YOUR ASSIGNMENT: In the listing below, find the line with "Broadcaster URI, e.g.", then repeat exactly every line from the top through that one.

:::::

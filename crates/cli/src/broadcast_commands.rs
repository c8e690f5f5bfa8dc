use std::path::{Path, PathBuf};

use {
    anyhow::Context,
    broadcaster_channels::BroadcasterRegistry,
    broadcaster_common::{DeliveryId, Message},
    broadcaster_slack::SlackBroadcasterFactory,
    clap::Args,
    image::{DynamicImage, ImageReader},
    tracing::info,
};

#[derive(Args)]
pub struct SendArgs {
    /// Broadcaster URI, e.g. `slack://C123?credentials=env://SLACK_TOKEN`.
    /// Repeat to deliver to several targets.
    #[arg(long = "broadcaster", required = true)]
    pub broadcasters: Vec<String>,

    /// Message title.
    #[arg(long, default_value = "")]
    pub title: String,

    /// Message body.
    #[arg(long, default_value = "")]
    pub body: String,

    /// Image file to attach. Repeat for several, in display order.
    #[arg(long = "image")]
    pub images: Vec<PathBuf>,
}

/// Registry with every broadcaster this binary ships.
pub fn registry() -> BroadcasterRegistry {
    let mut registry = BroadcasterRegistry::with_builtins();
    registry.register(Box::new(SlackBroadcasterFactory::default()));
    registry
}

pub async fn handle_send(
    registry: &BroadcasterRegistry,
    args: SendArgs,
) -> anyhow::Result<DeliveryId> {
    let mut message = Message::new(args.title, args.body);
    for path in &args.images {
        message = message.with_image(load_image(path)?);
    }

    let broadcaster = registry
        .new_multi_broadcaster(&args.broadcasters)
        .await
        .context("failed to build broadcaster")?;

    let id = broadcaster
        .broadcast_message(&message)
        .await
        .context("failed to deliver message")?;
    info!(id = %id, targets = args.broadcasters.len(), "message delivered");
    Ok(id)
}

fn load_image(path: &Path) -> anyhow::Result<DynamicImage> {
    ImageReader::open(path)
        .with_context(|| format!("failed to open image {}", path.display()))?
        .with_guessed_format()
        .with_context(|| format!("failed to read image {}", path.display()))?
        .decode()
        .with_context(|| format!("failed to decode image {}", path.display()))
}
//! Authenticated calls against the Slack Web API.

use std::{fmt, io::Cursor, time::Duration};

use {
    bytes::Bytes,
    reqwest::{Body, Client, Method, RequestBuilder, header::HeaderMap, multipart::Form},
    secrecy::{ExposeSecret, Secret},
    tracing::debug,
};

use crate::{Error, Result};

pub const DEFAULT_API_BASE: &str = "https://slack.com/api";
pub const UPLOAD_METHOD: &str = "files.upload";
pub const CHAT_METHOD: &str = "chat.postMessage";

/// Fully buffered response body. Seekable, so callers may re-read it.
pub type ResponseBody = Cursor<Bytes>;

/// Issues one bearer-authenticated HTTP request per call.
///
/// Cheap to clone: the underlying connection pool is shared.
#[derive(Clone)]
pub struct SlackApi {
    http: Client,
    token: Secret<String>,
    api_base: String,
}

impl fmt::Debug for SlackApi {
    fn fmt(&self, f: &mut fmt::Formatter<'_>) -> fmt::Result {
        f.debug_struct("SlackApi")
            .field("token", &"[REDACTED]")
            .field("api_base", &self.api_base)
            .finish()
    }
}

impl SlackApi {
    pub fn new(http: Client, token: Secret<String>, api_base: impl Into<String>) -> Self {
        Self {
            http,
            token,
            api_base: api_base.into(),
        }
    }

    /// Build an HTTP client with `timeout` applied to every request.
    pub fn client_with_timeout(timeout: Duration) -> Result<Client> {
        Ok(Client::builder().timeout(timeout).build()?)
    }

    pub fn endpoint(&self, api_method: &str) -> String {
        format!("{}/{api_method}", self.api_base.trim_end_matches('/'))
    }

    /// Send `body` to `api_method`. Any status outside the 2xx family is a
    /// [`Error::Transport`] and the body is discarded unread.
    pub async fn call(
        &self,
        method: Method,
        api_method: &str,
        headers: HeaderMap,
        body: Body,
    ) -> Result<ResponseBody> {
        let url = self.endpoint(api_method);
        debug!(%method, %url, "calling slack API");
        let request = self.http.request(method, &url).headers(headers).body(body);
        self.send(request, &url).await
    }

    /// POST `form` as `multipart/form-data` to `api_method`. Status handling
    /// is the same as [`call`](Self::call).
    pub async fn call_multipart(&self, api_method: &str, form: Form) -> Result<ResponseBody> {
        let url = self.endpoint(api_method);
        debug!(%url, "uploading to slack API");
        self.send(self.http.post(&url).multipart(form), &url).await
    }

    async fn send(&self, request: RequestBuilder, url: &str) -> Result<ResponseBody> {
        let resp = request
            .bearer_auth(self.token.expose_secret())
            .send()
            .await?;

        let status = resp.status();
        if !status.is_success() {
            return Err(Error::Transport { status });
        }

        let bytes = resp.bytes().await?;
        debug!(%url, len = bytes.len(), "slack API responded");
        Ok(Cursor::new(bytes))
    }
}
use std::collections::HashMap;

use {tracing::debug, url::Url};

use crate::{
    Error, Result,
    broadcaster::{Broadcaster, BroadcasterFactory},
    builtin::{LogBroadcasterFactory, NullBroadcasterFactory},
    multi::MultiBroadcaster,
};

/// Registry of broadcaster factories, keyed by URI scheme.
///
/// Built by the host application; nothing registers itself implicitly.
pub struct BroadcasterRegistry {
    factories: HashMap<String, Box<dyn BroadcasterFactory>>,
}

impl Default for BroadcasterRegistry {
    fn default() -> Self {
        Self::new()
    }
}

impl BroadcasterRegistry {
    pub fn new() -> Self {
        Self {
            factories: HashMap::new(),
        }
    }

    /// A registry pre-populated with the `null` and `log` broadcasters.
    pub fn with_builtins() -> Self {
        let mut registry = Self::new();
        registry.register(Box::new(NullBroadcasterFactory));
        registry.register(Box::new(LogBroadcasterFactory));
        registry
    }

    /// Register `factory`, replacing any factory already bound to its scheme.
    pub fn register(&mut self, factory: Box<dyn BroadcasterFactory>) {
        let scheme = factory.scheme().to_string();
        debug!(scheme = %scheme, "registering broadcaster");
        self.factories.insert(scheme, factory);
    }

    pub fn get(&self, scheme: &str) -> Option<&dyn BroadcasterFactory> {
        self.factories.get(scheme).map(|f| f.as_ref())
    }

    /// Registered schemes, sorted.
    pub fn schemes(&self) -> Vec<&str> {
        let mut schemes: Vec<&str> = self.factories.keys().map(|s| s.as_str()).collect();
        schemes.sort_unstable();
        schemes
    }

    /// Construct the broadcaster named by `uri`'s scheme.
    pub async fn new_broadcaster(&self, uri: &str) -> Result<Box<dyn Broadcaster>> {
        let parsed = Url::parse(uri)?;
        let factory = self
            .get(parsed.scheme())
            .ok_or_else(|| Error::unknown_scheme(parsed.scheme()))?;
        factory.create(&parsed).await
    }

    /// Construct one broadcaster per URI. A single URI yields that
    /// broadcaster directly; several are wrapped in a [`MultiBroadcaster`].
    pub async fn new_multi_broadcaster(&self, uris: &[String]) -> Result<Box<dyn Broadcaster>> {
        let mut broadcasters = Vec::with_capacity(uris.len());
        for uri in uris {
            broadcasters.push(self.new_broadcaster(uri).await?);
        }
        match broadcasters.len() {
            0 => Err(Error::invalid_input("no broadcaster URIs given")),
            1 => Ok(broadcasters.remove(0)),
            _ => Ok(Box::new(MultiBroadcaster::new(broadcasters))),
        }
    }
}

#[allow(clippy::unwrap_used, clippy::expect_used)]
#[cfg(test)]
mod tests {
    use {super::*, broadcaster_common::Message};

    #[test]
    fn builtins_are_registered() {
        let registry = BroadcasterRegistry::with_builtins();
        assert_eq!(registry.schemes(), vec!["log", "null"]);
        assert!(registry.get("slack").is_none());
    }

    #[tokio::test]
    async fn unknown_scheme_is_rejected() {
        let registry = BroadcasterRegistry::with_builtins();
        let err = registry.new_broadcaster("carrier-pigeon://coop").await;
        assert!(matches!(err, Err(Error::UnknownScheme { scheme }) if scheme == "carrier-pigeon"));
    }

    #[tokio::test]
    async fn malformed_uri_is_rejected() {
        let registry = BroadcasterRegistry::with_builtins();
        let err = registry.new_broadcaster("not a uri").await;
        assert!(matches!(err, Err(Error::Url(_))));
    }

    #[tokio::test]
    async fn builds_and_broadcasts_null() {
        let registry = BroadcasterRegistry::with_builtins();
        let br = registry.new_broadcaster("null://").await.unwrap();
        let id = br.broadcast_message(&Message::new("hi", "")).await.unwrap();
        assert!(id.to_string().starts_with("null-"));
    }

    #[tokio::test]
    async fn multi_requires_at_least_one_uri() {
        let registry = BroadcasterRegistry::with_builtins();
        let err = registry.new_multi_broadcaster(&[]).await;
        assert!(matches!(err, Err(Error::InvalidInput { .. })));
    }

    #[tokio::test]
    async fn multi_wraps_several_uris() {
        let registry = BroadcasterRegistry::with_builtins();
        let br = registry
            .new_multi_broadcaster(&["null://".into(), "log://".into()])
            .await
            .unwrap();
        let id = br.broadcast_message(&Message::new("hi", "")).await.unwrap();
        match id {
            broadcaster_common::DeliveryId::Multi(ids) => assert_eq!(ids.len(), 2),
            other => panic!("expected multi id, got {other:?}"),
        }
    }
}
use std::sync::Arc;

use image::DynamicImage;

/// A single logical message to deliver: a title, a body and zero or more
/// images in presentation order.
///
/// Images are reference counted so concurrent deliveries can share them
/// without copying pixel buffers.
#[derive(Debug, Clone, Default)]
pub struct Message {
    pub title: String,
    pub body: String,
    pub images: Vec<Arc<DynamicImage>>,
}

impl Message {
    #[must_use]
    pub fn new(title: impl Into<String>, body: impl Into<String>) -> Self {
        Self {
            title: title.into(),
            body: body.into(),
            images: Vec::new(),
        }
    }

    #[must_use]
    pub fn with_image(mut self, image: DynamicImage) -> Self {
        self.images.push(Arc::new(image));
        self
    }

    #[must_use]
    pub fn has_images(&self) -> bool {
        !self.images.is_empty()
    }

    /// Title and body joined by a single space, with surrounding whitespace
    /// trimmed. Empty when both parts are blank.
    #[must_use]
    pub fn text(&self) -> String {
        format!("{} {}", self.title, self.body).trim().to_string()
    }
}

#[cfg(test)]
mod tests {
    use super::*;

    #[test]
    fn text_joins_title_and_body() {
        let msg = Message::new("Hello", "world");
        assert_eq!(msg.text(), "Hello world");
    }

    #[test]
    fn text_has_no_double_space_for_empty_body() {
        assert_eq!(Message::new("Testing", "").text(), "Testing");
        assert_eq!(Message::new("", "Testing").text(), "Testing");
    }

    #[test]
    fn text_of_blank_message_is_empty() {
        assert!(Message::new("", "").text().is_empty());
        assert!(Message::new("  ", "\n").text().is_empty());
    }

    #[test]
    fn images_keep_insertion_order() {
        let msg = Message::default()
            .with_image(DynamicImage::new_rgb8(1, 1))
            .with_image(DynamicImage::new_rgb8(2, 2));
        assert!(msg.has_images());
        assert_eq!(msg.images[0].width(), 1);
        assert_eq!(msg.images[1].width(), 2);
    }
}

:::::

EXERCISE ANSWER:
filename crates/cli/src/broadcast_commands.rs
repository c8e690f5f5bfa8dc
use std::path::{Path, PathBuf};

use {
    anyhow::Context,
    broadcaster_channels::BroadcasterRegistry,
    broadcaster_common::{DeliveryId, Message},
    broadcaster_slack::SlackBroadcasterFactory,
    clap::Args,
    image::{DynamicImage, ImageReader},
    tracing::info,
};

#[derive(Args)]
pub struct SendArgs {
    /// Broadcaster URI, e.g. `slack://C123?credentials=env://SLACK_TOKEN`.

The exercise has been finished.